What the task asks:
Check each line of the records below and collect those that include the word "codec".

Excerpted records:
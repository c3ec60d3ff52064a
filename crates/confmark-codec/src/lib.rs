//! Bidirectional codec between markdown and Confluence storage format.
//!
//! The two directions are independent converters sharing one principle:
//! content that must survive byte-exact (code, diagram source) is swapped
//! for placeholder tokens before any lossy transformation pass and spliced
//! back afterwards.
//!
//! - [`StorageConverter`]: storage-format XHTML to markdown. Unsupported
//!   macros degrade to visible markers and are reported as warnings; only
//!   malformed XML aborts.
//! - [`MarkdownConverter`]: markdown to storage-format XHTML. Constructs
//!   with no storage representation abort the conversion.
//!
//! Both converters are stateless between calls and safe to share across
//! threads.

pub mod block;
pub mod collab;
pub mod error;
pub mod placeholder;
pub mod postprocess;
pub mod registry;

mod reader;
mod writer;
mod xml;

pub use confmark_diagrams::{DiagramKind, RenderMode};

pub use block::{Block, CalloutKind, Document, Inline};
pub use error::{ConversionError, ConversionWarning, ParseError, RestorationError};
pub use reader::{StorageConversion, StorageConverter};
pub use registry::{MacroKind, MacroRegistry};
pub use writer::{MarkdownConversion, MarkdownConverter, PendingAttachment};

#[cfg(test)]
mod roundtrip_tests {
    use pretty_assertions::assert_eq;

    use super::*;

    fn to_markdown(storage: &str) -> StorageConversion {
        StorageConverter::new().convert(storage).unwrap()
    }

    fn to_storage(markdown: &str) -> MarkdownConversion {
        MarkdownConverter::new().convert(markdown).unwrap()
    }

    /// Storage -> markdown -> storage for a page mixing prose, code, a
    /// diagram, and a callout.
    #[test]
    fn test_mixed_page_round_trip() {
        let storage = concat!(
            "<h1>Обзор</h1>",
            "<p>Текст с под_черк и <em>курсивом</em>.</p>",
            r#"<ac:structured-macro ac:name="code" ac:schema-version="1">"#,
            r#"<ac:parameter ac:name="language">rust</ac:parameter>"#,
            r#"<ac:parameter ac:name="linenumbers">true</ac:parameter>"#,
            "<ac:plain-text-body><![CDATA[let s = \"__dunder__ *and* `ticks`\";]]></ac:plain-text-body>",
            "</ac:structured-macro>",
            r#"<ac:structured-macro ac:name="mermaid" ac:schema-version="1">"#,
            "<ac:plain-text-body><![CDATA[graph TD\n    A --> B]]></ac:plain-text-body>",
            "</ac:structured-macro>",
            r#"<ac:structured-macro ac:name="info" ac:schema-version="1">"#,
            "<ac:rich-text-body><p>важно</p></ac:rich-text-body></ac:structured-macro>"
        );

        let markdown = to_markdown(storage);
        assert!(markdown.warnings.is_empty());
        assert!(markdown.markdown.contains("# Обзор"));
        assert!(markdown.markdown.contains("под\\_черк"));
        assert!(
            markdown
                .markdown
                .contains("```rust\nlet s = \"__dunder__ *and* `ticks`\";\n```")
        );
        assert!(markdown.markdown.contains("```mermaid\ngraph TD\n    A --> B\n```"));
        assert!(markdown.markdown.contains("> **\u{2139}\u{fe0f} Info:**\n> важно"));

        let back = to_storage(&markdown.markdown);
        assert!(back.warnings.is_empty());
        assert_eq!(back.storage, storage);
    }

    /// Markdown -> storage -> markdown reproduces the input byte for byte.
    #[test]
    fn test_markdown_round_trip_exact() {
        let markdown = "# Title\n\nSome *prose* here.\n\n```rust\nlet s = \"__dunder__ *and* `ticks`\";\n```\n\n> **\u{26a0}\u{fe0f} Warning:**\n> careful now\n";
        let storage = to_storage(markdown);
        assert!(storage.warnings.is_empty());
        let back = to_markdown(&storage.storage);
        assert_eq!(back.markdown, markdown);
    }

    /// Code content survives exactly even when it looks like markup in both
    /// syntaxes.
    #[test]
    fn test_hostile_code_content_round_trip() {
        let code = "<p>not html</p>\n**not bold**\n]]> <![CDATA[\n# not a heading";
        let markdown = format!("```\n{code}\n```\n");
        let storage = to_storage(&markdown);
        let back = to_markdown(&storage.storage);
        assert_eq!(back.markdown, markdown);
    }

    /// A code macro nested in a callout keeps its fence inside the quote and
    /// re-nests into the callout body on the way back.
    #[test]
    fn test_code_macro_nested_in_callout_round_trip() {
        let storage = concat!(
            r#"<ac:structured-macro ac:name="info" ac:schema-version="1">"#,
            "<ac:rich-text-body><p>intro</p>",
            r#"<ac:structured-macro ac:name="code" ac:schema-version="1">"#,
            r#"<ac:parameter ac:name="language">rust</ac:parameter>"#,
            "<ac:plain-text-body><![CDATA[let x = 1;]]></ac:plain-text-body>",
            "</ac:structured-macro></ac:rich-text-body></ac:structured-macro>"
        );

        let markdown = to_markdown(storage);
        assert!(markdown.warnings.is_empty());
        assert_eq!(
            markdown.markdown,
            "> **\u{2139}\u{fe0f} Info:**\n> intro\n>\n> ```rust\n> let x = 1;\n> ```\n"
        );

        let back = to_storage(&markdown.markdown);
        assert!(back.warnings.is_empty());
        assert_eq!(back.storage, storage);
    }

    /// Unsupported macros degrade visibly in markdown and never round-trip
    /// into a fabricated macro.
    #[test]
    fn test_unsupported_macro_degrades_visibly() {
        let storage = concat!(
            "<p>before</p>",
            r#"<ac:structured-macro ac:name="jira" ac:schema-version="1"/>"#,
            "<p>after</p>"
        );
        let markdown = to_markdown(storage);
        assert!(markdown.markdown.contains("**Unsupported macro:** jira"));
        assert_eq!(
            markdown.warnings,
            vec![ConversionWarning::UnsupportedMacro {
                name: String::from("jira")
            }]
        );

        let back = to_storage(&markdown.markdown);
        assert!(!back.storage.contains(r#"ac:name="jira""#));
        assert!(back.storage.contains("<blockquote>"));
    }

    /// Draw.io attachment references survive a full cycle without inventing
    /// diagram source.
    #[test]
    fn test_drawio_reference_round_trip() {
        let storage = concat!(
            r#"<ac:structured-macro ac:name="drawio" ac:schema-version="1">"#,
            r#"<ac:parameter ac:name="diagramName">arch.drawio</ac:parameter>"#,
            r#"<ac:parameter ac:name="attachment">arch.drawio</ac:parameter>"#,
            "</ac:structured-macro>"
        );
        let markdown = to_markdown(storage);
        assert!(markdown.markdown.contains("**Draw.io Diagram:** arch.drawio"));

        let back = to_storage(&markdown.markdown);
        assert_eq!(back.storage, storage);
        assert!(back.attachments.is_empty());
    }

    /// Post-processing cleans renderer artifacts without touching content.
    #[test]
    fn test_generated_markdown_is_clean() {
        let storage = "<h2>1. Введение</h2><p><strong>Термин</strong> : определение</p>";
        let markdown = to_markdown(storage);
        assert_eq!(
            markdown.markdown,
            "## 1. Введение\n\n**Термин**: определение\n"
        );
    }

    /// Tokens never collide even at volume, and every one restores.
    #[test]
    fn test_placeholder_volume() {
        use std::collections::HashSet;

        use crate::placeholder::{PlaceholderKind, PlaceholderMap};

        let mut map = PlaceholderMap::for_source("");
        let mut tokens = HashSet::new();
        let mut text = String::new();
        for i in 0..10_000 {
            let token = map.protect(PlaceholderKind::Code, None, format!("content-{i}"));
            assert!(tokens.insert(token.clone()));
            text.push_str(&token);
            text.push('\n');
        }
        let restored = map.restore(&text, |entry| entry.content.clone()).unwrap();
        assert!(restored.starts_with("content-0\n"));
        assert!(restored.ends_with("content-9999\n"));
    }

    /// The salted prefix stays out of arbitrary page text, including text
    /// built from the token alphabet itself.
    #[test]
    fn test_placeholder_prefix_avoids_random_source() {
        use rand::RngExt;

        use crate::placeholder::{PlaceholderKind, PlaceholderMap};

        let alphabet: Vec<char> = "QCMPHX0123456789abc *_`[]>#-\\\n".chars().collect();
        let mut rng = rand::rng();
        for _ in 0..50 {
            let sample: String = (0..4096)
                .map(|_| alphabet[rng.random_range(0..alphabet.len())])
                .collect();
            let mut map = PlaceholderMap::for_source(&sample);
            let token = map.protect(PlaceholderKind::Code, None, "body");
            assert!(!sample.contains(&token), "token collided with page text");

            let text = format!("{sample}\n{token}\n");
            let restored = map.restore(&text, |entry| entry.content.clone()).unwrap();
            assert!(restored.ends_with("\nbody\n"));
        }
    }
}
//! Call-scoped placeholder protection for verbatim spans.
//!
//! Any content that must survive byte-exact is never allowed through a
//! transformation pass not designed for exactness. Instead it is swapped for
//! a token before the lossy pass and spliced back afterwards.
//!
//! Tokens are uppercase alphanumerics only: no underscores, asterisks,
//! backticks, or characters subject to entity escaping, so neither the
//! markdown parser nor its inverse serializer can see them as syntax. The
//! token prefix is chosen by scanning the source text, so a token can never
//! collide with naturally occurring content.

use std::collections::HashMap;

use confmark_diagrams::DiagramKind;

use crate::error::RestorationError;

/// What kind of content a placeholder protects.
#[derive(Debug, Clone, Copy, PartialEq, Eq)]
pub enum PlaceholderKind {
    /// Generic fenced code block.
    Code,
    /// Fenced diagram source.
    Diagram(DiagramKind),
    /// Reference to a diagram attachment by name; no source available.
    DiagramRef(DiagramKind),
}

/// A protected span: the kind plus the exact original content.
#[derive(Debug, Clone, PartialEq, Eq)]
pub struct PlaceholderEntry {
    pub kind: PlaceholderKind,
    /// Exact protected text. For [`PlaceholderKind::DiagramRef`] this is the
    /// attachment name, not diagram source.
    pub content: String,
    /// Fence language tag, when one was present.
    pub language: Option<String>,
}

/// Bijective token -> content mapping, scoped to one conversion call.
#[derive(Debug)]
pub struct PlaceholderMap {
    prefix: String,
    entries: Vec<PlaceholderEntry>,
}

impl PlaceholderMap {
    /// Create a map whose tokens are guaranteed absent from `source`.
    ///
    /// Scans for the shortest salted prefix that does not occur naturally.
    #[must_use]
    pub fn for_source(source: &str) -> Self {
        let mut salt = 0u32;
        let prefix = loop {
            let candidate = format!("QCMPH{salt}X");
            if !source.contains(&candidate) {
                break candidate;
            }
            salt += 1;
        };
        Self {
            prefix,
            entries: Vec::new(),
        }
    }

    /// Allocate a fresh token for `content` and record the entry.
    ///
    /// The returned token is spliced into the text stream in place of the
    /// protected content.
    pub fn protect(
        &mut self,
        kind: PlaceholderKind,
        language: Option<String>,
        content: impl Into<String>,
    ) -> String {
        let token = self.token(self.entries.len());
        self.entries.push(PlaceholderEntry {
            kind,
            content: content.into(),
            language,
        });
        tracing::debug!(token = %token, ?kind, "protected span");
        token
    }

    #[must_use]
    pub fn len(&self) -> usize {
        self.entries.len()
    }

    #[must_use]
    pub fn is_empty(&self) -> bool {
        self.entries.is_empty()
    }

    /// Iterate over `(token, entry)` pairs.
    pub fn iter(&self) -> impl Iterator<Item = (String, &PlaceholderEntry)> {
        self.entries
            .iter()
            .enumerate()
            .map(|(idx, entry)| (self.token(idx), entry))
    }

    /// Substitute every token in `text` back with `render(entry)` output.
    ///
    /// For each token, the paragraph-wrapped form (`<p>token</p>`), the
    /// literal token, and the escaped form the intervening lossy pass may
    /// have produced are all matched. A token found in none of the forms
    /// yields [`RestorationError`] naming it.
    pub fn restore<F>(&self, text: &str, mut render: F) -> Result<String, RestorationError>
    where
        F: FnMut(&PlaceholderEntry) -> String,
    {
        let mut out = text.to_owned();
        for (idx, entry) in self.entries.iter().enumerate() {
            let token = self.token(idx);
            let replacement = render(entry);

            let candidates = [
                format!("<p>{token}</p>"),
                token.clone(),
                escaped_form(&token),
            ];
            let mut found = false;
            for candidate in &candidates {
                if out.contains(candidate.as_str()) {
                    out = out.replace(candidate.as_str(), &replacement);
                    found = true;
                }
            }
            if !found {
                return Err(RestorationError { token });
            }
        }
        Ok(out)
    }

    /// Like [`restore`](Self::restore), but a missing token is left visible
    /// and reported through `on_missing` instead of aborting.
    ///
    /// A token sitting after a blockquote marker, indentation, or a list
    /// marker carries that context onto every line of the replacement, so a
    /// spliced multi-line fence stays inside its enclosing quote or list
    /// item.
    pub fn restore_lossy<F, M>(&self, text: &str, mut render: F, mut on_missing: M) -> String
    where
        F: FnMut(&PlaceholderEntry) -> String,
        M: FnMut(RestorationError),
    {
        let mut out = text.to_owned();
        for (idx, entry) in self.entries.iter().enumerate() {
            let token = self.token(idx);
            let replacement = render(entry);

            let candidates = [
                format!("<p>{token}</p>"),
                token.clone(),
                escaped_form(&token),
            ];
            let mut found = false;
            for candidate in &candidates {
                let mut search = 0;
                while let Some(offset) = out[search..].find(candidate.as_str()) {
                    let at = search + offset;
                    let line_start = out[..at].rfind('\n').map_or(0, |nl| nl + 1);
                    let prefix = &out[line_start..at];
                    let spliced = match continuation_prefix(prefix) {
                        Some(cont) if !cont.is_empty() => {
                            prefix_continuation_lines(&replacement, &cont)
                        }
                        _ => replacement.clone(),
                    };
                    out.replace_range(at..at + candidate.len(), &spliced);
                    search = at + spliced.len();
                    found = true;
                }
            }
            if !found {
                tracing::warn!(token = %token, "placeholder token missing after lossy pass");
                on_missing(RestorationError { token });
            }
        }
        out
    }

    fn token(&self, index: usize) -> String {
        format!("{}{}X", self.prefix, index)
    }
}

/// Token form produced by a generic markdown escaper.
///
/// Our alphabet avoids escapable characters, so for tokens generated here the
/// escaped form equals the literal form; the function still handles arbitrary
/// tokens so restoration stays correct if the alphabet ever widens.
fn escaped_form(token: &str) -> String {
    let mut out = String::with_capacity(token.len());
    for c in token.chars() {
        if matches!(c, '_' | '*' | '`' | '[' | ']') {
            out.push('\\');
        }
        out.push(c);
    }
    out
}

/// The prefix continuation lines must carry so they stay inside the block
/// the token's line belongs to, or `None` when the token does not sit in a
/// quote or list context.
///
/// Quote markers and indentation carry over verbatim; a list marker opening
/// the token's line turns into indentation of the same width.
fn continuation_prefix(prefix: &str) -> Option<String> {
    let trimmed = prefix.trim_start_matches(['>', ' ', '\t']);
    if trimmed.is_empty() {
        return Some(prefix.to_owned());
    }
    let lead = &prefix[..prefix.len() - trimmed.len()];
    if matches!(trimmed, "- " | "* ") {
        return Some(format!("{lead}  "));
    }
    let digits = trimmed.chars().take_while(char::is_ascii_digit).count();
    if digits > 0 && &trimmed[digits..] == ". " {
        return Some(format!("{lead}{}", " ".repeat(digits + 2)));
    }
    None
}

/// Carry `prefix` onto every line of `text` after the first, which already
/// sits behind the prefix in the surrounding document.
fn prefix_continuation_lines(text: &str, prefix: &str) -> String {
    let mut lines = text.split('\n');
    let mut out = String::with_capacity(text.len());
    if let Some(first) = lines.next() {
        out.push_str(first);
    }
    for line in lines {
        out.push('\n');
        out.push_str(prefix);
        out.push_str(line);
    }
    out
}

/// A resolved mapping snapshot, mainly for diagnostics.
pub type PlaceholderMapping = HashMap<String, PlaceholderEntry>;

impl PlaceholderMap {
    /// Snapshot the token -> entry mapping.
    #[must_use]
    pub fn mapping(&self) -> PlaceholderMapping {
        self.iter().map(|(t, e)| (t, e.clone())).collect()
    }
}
...
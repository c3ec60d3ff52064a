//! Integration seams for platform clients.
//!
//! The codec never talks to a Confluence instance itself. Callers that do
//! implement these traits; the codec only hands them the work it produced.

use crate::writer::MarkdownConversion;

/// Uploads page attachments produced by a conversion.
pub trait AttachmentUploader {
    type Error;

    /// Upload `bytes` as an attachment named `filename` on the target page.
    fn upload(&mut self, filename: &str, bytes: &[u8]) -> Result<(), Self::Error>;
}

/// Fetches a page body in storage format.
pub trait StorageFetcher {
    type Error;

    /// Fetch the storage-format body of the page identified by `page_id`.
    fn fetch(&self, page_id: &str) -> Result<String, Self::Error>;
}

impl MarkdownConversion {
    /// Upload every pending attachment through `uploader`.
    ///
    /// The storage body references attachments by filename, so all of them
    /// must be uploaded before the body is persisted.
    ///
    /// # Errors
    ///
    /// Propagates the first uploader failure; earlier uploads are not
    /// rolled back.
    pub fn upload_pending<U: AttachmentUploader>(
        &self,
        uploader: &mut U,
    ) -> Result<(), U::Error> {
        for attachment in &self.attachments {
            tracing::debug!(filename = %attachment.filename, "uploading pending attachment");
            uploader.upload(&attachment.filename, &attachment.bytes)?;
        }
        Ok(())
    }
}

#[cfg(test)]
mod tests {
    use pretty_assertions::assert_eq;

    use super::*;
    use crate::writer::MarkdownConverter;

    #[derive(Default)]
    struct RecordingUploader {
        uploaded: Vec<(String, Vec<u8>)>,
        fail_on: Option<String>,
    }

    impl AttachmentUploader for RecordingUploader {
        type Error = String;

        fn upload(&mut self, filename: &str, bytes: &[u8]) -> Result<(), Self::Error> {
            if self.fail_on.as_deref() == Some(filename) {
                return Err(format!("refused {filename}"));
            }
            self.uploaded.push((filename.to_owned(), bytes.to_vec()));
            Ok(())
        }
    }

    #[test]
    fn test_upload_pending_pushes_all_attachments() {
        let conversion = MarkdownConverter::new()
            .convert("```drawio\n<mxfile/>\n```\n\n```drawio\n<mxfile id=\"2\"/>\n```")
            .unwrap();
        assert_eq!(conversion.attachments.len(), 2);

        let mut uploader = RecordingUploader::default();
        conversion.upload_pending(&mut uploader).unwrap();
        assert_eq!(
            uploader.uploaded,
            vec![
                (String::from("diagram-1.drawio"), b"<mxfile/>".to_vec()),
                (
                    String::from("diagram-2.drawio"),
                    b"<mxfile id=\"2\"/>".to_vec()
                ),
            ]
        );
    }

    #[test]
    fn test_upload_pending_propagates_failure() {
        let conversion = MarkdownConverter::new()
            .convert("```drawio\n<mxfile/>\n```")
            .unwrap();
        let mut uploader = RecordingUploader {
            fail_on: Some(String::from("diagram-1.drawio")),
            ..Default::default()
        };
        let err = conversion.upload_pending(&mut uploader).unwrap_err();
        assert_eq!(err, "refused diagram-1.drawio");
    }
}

Written response:
filename crates/confmark-codec/src/lib.rs
//! Bidirectional codec between markdown and Confluence storage format.
//! The codec never talks to a Confluence instance itself. Callers that do
//! implement these traits; the codec only hands them the work it produced.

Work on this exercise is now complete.